Romesh Subramanian births a new biotech with $50M and a plan to steer toward the clinic with drugs for rare muscle diseases
The Atlas Venture crew has never liked being splashy with money when it comes to startups. They like to get a good, lean team together with some seed money, find an experienced helmsman on the bench, gather a string of experts to lend advice and offer enough cash in the A round — usually with syndicate partners — to see if they’re really onto something with their lead drug.
Maybe, the Atlas team could even score a preclinical deal, like the one they did with Delinia. Because they are always on the lookout for a great X factor return for an investment. The higher the better. 10X will get a rousing cheer going in this group. A fast 10X-plus works even better. And if it looks like too long a path to pivotal data, they’ve been known to bow out as well.
So along those lines, it’s not too surprising to see the startup model Romesh Subramanian is rolling into the biotech lane today.
Atlas, Forbion and MPM got together to provide the $50 million launch round, which will allow the CEO to build up the crew as they build on the preclinical work they’ve been at for the past year or so — courtesy of Atlas Venture’s incubation funds.
Atlas’ Jason Rhodes will be playing a key role as executive chairman, helping steer a company he co-founded.
The biotech is called Dyne Therapeutics and they’ve been working on using oligonucleotides to degrade RNA responsible for disease — with a special focus on muscle ailments.
Dyne has been developing its own in-house conjugate technology so they can take this approach and carefully target it to muscles. Zero in close enough and you can amp up your dosage and avoid off-target issues.
Their first disease is myotonic dystrophy type 1 — or DM1 — a rare, inherited ailment that causes muscle weakness. The plan is to build a pipeline of therapies that can kick down gene expression for rare, monogenic neuromuscular diseases, starting with skeletal, cardiac and smooth muscle. And they want to stay focused on breakthrough therapies.
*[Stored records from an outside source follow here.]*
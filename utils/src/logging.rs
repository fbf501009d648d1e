//! Structured logging initialisation.
//!
//! Two output formats are supported:
//! - [`LogFormat::Human`] — coloured, human-readable lines (development).
//! - [`LogFormat::Json`] — newline-delimited JSON (production / log aggregation).
//!
//! The filter level can be overridden at runtime via the `RUST_LOG`
//! environment variable. When `RUST_LOG` is not set, the caller-supplied
//! `level` string is used (e.g. `"info"`, `"debug,facegate_rpc=trace"`).

use tracing_subscriber::{fmt, layer::SubscriberExt, util::SubscriberInitExt, EnvFilter};

/// Selects the output format for structured logs.
#[derive(Debug, Clone, Copy, PartialEq, Eq)]
pub enum LogFormat {
    /// Pretty-printed, coloured output for local development.
    Human,
    /// Newline-delimited JSON for production and log aggregation pipelines.
    Json,
}

impl LogFormat {
    /// Parse a config value; anything other than `"json"` means human.
    pub fn from_config(s: &str) -> Self {
        if s.eq_ignore_ascii_case("json") {
            Self::Json
        } else {
            Self::Human
        }
    }
}

/// Initialise the global tracing subscriber.
///
/// # Panics
///
/// Panics if a global subscriber has already been set (i.e. this function
/// was called twice in the same process).
pub fn init_logging(format: LogFormat, level: &str) {
    let filter = EnvFilter::try_from_default_env().unwrap_or_else(|_| EnvFilter::new(level));

    match format {
        LogFormat::Human => {
            tracing_subscriber::registry()
                .with(filter)
                .with(fmt::layer().with_target(true))
                .init();
        }
        LogFormat::Json => {
            tracing_subscriber::registry()
                .with(filter)
                .with(fmt::layer().json().with_target(true))
                .init();
        }
    }
}

#[cfg(test)]
mod tests {
    use super::*;

    #[test]
    fn format_parsing_defaults_to_human() {
        assert_eq!(LogFormat::from_config("json"), LogFormat::Json);
        assert_eq!(LogFormat::from_config("JSON"), LogFormat::Json);
        assert_eq!(LogFormat::from_config("human"), LogFormat::Human);
        assert_eq!(LogFormat::from_config("garbage"), LogFormat::Human);
    }
}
“Fifty million takes us to the clinic,” says Subramanian. He’s not sharing any timelines with me — not unusual in a startup’s early days. But with these backers, clear, trackable progress is baked into everything they do.
This is all familiar territory for Subramanian, a well-known figure in biotech, who did a stint as a senior scientist at Pfizer with Art Krieg before moving on to co-found RaNA and then set up translational research groups for rare diseases at Alexion — up until Ludwig Hantson’s big purge in the fall of 2017.
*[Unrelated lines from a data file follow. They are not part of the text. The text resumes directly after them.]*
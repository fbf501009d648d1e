//! Verification outcomes.

use facegate_types::{IdentityRef, TenantContext};
use serde::Serialize;

/// The single-shot result of one successful verification call.
#[derive(Clone, Debug, Serialize)]
pub struct VerificationResult {
    pub ok: bool,
    /// Present only when `ok` is true.
    pub matched_identity: Option<IdentityRef>,
    /// Combined confidence in `[0, 1]`.
    pub confidence: f64,
    /// Echoed from the challenge.
    pub tenant: TenantContext,
}

/// Combine action and match confidence into one score.
///
/// The combination is the minimum of the two: the overall claim "a live,
/// enrolled person performed the action" is only as strong as its weakest
/// leg. Minimum is monotone non-decreasing in both inputs.
pub fn combined_confidence(action_confidence: f64, match_confidence: f64) -> f64 {
    action_confidence.min(match_confidence)
}
//! Client-side capture protocol driver.
//!
//! The server's liveness assumption rests on how the two frames are taken:
//! frame A before frame B, each captured automatically when a countdown
//! reaches zero, never on a manual click. This crate reproduces that
//! contract as an explicit state machine over an abstract frame source, so
//! the flow is testable without a real camera.

pub mod driver;
pub mod error;
pub mod source;

pub use driver::{CaptureDriver, CaptureState, CaptureSubmission, ChallengeInstruction};
pub use error::CaptureError;
pub use source::FrameSource;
Within months, he was building the new company at Atlas. These days, you see one door close, you potentially get to have your pick of doors.
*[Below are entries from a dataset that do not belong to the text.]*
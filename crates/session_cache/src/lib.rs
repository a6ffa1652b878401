use std::{
    fs,
    path::{Path, PathBuf},
    str::FromStr,
};

use anyhow::{Context, Result};
use chrono::{DateTime, Utc};
use sqlx::{
    sqlite::{SqliteConnectOptions, SqlitePoolOptions},
    Pool, Row, Sqlite,
};

/// Locally persisted key-value session state for the console client.
///
/// The cache is opaque to the orchestration layer: values go in and come out
/// as strings, and logout wipes the whole table in one call.
#[derive(Clone)]
pub struct SessionCache {
    pool: Pool<Sqlite>,
}

#[derive(Debug, Clone, PartialEq)]
pub struct CachedEntry {
    pub key: String,
    pub value: String,
    pub updated_at: DateTime<Utc>,
}

impl SessionCache {
    pub async fn new(database_url: &str) -> Result<Self> {
        ensure_sqlite_parent_dir_exists(database_url)?;

        let connect_options = SqliteConnectOptions::from_str(database_url)?.create_if_missing(true);
        let pool = SqlitePoolOptions::new()
            .max_connections(5)
            .connect_with(connect_options)
            .await?;
        let cache = Self { pool };
        cache.ensure_schema().await?;
        Ok(cache)
    }

    pub fn pool(&self) -> &Pool<Sqlite> {
        &self.pool
    }

    pub async fn health_check(&self) -> Result<()> {
        let _: i64 = sqlx::query_scalar("SELECT 1")
            .fetch_one(&self.pool)
            .await
            .context("sqlite ping failed")?;
        Ok(())
    }

    async fn ensure_schema(&self) -> Result<()> {
        sqlx::query(
            r#"
            CREATE TABLE IF NOT EXISTS session_state (
                key        TEXT NOT NULL PRIMARY KEY,
                value      TEXT NOT NULL,
                updated_at TEXT NOT NULL
            )
            "#,
        )
        .execute(&self.pool)
        .await
        .context("failed to create session_state table")?;
        Ok(())
    }

    pub async fn put(&self, key: &str, value: &str) -> Result<()> {
        sqlx::query(
            r#"
            INSERT INTO session_state (key, value, updated_at)
            VALUES (?1, ?2, ?3)
            ON CONFLICT(key) DO UPDATE
            SET value = excluded.value, updated_at = excluded.updated_at
            "#,
        )
        .bind(key)
        .bind(value)
        .bind(Utc::now().to_rfc3339())
        .execute(&self.pool)
        .await
        .with_context(|| format!("failed to store session key '{key}'"))?;
        Ok(())
    }

    pub async fn get(&self, key: &str) -> Result<Option<String>> {
        let row = sqlx::query("SELECT value FROM session_state WHERE key = ?1")
            .bind(key)
            .fetch_optional(&self.pool)
            .await
            .with_context(|| format!("failed to read session key '{key}'"))?;
        Ok(row.map(|row| row.get::<String, _>("value")))
    }

    pub async fn entries(&self) -> Result<Vec<CachedEntry>> {
        let rows = sqlx::query("SELECT key, value, updated_at FROM session_state ORDER BY key")
            .fetch_all(&self.pool)
            .await
            .context("failed to list session entries")?;

        let mut entries = Vec::with_capacity(rows.len());
        for row in rows {
            let key: String = row.get("key");
            let raw_updated_at: String = row.get("updated_at");
            let updated_at = DateTime::parse_from_rfc3339(&raw_updated_at)
                .map(|stamp| stamp.with_timezone(&Utc))
                .with_context(|| format!("invalid updated_at for session key '{key}'"))?;
            entries.push(CachedEntry {
                key,
                value: row.get("value"),
                updated_at,
            });
        }
        Ok(entries)
    }

    pub async fn remove(&self, key: &str) -> Result<bool> {
        let result = sqlx::query("DELETE FROM session_state WHERE key = ?1")
            .bind(key)
            .execute(&self.pool)
            .await
            .with_context(|| format!("failed to remove session key '{key}'"))?;
        Ok(result.rows_affected() > 0)
    }

    /// Wipe every cached entry. Returns how many rows were dropped.
    pub async fn clear_all(&self) -> Result<u64> {
        let result = sqlx::query("DELETE FROM session_state")
            .execute(&self.pool)
            .await
            .context("failed to clear session state")?;
        Ok(result.rows_affected())
    }
}

fn ensure_sqlite_parent_dir_exists(database_url: &str) -> Result<()> {
    let Some(path) = sqlite_path(database_url) else {
        return Ok(());
    };

    let Some(parent) = path.parent() else {
        return Ok(());
    };

    if parent.as_os_str().is_empty() {
        return Ok(());
    }

    fs::create_dir_all(parent).with_context(|| {
        format!(
            "failed to create parent directory '{}' for database url '{database_url}'",
            parent.display()
        )
    })?;

    Ok(())
}

fn sqlite_path(database_url: &str) -> Option<PathBuf> {
    if database_url == "sqlite::memory:" || !database_url.starts_with("sqlite:") {
        return None;
    }

    let path = database_url
        .trim_start_matches("sqlite://")
        .trim_start_matches("sqlite:")
        .split('?')
        .next()
        .unwrap_or_default();

    if path.is_empty() {
        return None;
    }

    Some(Path::new(path).to_path_buf())
}

#[cfg(test)]
#[path = "tests/lib_tests.rs"]
mod tests;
Left to right: Sudhir Agrawal, Charles Thornton, Louis Kunkel, Nancy Andrews.
Here’s their impressive list of scientific advisers helping Dyne stay on track:
— Nancy Andrews, former dean of the School of Medicine at Duke University and Novartis board member.
— Louis Kunkel, member of the Division of Genetics and Genomics at Boston Children’s Hospital and professor of pediatrics and genetics at Harvard Medical School.
— Charles Thornton, Saunders Distinguished Professor of Neuromuscular Research at the University of Rochester.
— Sudhir Agrawal, visiting professor in the Department of Medicine at The University of Massachusetts Medical School and founder of Idera Pharmaceuticals.